Somut olayda, davalı şahısın tarafından yapılan marka başvurusunun kötü niyetli olduğuna ilişkin somut veriler dosya kapsamında bulunmamakla ve markanın kullanılış amacı ve fonksiyonlarına aykırı bir şekilde, davacı veya iyiniyetli üçüncü kişileri baskı altında tutma, onlara şantaj yapma veya engelleme amacına ilişkin herhangi bir olgu ve olay söz konusu olmadığından, davalı şahısın kötü niyetli olmadığı kanaatine varılmıştır.

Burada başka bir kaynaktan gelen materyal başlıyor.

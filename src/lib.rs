//! Scenelabel: object detection labels for large geospatial scenes.
//!
//! Scenes too large to label or predict in one pass are processed window
//! by window. Scenelabel is the bookkeeping layer between per-window model
//! output and a single scene-wide label set: it moves boxes between window,
//! scene and normalized frames, merges the label sets of many windows,
//! filters them by areas of interest and removes the duplicates that
//! overlapping windows produce.
//!
//! # Modules
//!
//! - [`geom`]: boxes, box lists and the pure operations over them
//! - [`labels`]: the [`ObjectDetectionLabels`] label set and GeoJSON I/O
//! - [`source`]: windowed, read-only access to the labels of a scene
//! - [`store`]: persistence of label sets
//! - [`crs`]: pixel <-> map coordinate transformers
//! - [`error`]: error types for scenelabel operations

pub mod class_config;
pub mod crs;
pub mod error;
pub mod geom;
pub mod labels;
pub mod source;
pub mod store;

use std::collections::BTreeMap;
use std::path::{Path, PathBuf};

use clap::{Parser, Subcommand};
use log::info;

pub use class_config::ClassConfig;
pub use error::SceneLabelError;
pub use labels::{ObjectDetectionLabels, PruneOptions, WindowLabels};

use crate::crs::IdentityTransformer;
use crate::geom::BBox;
use crate::labels::geojson::{polygons, read_geojson};
use crate::store::{GeoJsonLabelStore, LabelStore};

/// The scenelabel CLI application.
#[derive(Parser)]
#[command(name = "scenelabel")]
#[command(version, author, about)]
#[command(propagate_version = true)]
struct Cli {
    #[command(subcommand)]
    command: Option<Commands>,
}

/// Available subcommands.
#[derive(Subcommand)]
enum Commands {
    /// Remove duplicate detections with non-maximum suppression.
    Prune(PruneArgs),
    /// Keep the labels lying mostly inside an extent, clipped to it.
    Crop(CropArgs),
    /// Keep the labels lying entirely inside the polygons of an AOI file.
    FilterAoi(FilterAoiArgs),
    /// Print box counts per class.
    Stats(StatsArgs),
}

/// Input and output shared by the label-rewriting subcommands.
#[derive(clap::Args)]
struct IoArgs {
    /// Input GeoJSON label file (pixel coordinates).
    input: PathBuf,

    /// Output GeoJSON label file.
    #[arg(short, long)]
    output: PathBuf,

    /// JSON class config (`{"names": [...]}`) used for class names in the
    /// output. Defaults to numbered class names.
    #[arg(long)]
    class_config: Option<PathBuf>,
}

/// Arguments for the prune subcommand.
#[derive(clap::Args)]
struct PruneArgs {
    #[command(flatten)]
    io: IoArgs,

    /// Drop boxes scoring below this value.
    #[arg(long, default_value_t = PruneOptions::default().score_thresh)]
    score_thresh: f64,

    /// Suppress boxes whose IoU with a better box exceeds this value.
    #[arg(long, default_value_t = PruneOptions::default().merge_thresh)]
    merge_thresh: f64,

    /// Keep at most this many boxes.
    #[arg(long)]
    max_output_size: Option<usize>,
}

/// Arguments for the crop subcommand.
#[derive(clap::Args)]
struct CropArgs {
    #[command(flatten)]
    io: IoArgs,

    /// Extent as 'ymin,xmin,ymax,xmax' in pixels.
    #[arg(long)]
    extent: String,
}

/// Arguments for the filter-aoi subcommand.
#[derive(clap::Args)]
struct FilterAoiArgs {
    #[command(flatten)]
    io: IoArgs,

    /// GeoJSON file whose Polygon and MultiPolygon features form the AOI.
    #[arg(long)]
    aoi: PathBuf,
}

/// Arguments for the stats subcommand.
#[derive(clap::Args)]
struct StatsArgs {
    /// Input GeoJSON label file (pixel coordinates).
    input: PathBuf,
}

/// Run the scenelabel CLI.
///
/// This is the main entry point for the CLI, called from `main.rs`.
pub fn run() -> Result<(), SceneLabelError> {
    let cli = Cli::parse();

    match cli.command {
        Some(Commands::Prune(args)) => run_prune(args),
        Some(Commands::Crop(args)) => run_crop(args),
        Some(Commands::FilterAoi(args)) => run_filter_aoi(args),
        Some(Commands::Stats(args)) => run_stats(args),
        None => {
            println!("scenelabel {}", env!("CARGO_PKG_VERSION"));
            println!();
            println!("Object detection labels for large geospatial scenes.");
            println!();
            println!("Run 'scenelabel --help' for usage information.");
            Ok(())
        }
    }
}

fn load_labels(
    input: &Path,
    extent: Option<&BBox>,
) -> Result<ObjectDetectionLabels, SceneLabelError> {
    let collection = read_geojson(input)?;
    ObjectDetectionLabels::from_geojson(&collection, extent)
}

fn save_labels(io: &IoArgs, labels: &ObjectDetectionLabels) -> Result<(), SceneLabelError> {
    let class_config: ClassConfig = match &io.class_config {
        Some(path) => {
            let text = std::fs::read_to_string(path)?;
            serde_json::from_str(&text).map_err(|e| {
                SceneLabelError::InvalidArgument(format!(
                    "bad class config {}: {}",
                    path.display(),
                    e
                ))
            })?
        }
        None => ClassConfig::numbered(),
    };

    let store = GeoJsonLabelStore::new(&io.output, class_config, Box::new(IdentityTransformer));
    labels.save(&store)
}

fn run_prune(args: PruneArgs) -> Result<(), SceneLabelError> {
    let labels = load_labels(&args.io.input, None)?;
    let opts = PruneOptions {
        score_thresh: args.score_thresh,
        merge_thresh: args.merge_thresh,
        max_output_size: args.max_output_size,
    };
    let pruned = labels.prune_with(&opts)?;
    info!("Pruned {} box(es) down to {}", labels.len(), pruned.len());
    println!("Kept {} of {} box(es)", pruned.len(), labels.len());
    save_labels(&args.io, &pruned)
}

fn run_crop(args: CropArgs) -> Result<(), SceneLabelError> {
    let extent = parse_extent(&args.extent)?;
    let labels = load_labels(&args.io.input, Some(&extent))?;
    println!("Kept {} box(es) inside the extent", labels.len());
    save_labels(&args.io, &labels)
}

fn run_filter_aoi(args: FilterAoiArgs) -> Result<(), SceneLabelError> {
    let labels = load_labels(&args.io.input, None)?;
    let aoi = read_geojson(&args.aoi)?;
    let aoi_polygons = polygons(&aoi)?;
    let filtered = labels.filter_by_aoi(&aoi_polygons);
    println!("Kept {} of {} box(es)", filtered.len(), labels.len());
    save_labels(&args.io, &filtered)
}

fn run_stats(args: StatsArgs) -> Result<(), SceneLabelError> {
    let labels = load_labels(&args.input, None)?;

    let mut per_class = BTreeMap::new();
    for class_id in labels.class_ids() {
        *per_class.entry(*class_id).or_insert(0usize) += 1;
    }

    println!("Boxes: {}", labels.len());
    for (class_id, count) in per_class {
        println!("  class {}: {}", class_id, count);
    }
    Ok(())
}

/// Parses an extent given as `ymin,xmin,ymax,xmax`.
fn parse_extent(text: &str) -> Result<BBox, SceneLabelError> {
    let values = text
        .split(',')
        .map(|v| v.trim().parse::<f64>())
        .collect::<Result<Vec<_>, _>>()
        .map_err(|e| SceneLabelError::InvalidArgument(format!("bad extent '{}': {}", text, e)))?;
    BBox::from_npbox(&values)
}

Taraflarca sunulan belgeler ile tüm deliller incelenmiş, alınan rapor ile tüm dosya kapsamı birlikte değerlendirilmiş olup yukarıda açıklanan gerekçelerle, davanın reddine karar vermek gerekmiş, aşağıdaki şekilde hüküm kurulmuştur.
HÜKÜM:
1-Davanın REDDİNE,
2-Alınması gereken 80,70 TL harçtan peşin alınan 59,30 TL harcın düşümü ile 21,40 TL bakiye harcın davacıdan tahsili ile Hazine’ye gelir kaydına,
3-Davalılar için AAÜT uyarınca 7.375,00 TL vekalet ücretinin davacıdan alınarak davalılara verilmesine,
4-Davacın yapmış olduğu yargılama giderlerinin üzerlerinde bırakılmasına,
5-Tarafların yatırdıkları gider avanslarından kalan tutarın HMK 333/1 uyarınca karar kesinleştiğinde iade işlemi yapılmak üzere tebliğden itibaren 15 gün içinde, banka hesap numarası bildirildiğinde hesaba aktarılmasına, aksi halde PTT aracılığı ile adreste ödemeli olarak gönderilmesine,
Dair verilen karar, taraf vekillerinin yüzüne karşı 6100 sayılı HMK’nun 341. ile 345. Maddelerine göre tebliğinden itibaren iki haftalık süre içinde Ankara Bölge Adliye Mahkemesine İstinaf Kanun Yoluna dilekçe ile başvurulabileceğine yönelik karar açıkça okunup, usulen anlatıldı.17/02/2022
Katip …
¸

Hakim …
¸

¸Bu belge 5070 sayılı Elektronik İmza Kanunu gereğince
DYS üzerinden E-İmza ile imzalanmış olup,
Ayrıca fiziki olarak imzalanmayacaktır.